At John Spry Community Links High School, located in Little Village, students like Emely Calvario enjoy going to school because “it’s a place [they] get to put their own ideas. What you see [there] are their thoughts,” as she signals to the colorful new media room she and other classmates helped redesign. John Spry Community Links High School is a recipient of the New Chance Arts and Literature Fund. Emely’s optimism for what the arts have done to empower her work as a student and member of the community shines through. Forotherstudents,like Jael Vela, a fund such as this one means that she can access the resources she needs to build her portfolio and apply to the Art Institute of Chicago for college.
Their stories do not stand alone.
Educators at Links recount the duality of working at a wonderful school with brilliant students, and at the same time, historically having little funding to achieve the work they wanted students to engage in. Jenny Vanderploeg, the Community Coordinator and Arts Liaison says that one of the hardest parts of being an educator is that some CPS schools are underfunded. The Links student population “is 96% at poverty level,” highlighting not only the financial difficulties some students face, but also the impact of their “trauma and being in the classroom.” Thus, having access to the New Chance Arts and Literature Fund has really allowed students to experience a creative outlet based on their personal stories and experiences.
For Vanderploeg and Links’ Teaching Artist, Elizabeth Reyes, the best part about teaching at CPS and engaging in the Little Village community is the students. Reyes describes the energy and the attitudes of students when she gets to coach them on their art projects, whether that means spray painting or working on a mural in their community, as a feeling of pride – both for her and notably for the students. Together, and more importantly as a community, educators like Vanderploeg and Reyes hope to “inspire [them] by giving them the space that they need…be a guide and help [them] build” whatever they want. The comradery that comes from working as a community is a sentiment that resonates among all of the individuals that we spoke to at Links.“It’s the most unique learning community I know of,” says Principal Francisco Borras.
Although it is a small school, Principal Borras emphasizes the importance of “individualized attention to students and [working] with their families” in order to help students succeed and ultimately go to college. Borras also emphasizes the importance of grants that fund the arts because of the circular trajectory that comes with attending a school like Links. He states, “a lot of our students come back to work in the community as activists, teachers, and social workers” to complete the cycle.One generation of students lift themselves up and inspire those around them to give back to the community that provided an outlet for them. Art drives the safe and consistent environment that students can thrive in at Links.

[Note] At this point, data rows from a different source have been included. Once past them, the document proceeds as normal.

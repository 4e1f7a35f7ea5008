//! Detour Server Library
//!
//! This module exports the server components for use in integration tests
//! and external tooling.

pub mod config;
pub mod flow;
pub mod protocol;
pub mod server;
pub mod session;

#[cfg(test)]
mod test_utils;

// Re-export commonly used types
pub use flow::FlowController;
pub use server::{AppState, build_router, flow_routes};
pub use session::{MemorySessionStore, SessionRecord, SessionStore};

Borras describes it as a “vehicle” that offers creativity and helps students craft ways of thinking to drive learning and look for a solutions, no matter what problem they may be facing. Some programs go as late as 8pm and allow students to engage into the evening with classmates and teachers. The passion for creative thinking and production stand at the center of what Borras dreams for students at Links. While “dreams are sometimes a lofty thing, art [can] keep it real.”The new media room, with updated computers and student artwork on the walls are just a couple of improvements Links was able to make with the grant. Students and staff members expressed gratitude as they envisioned the possibilities that came with their future projects. Links looks forward to naming their new media center after Chance the Rapper so that “he has a place in [that] community and he can come in anytime and engage [the community] and keep on inspiring [them].”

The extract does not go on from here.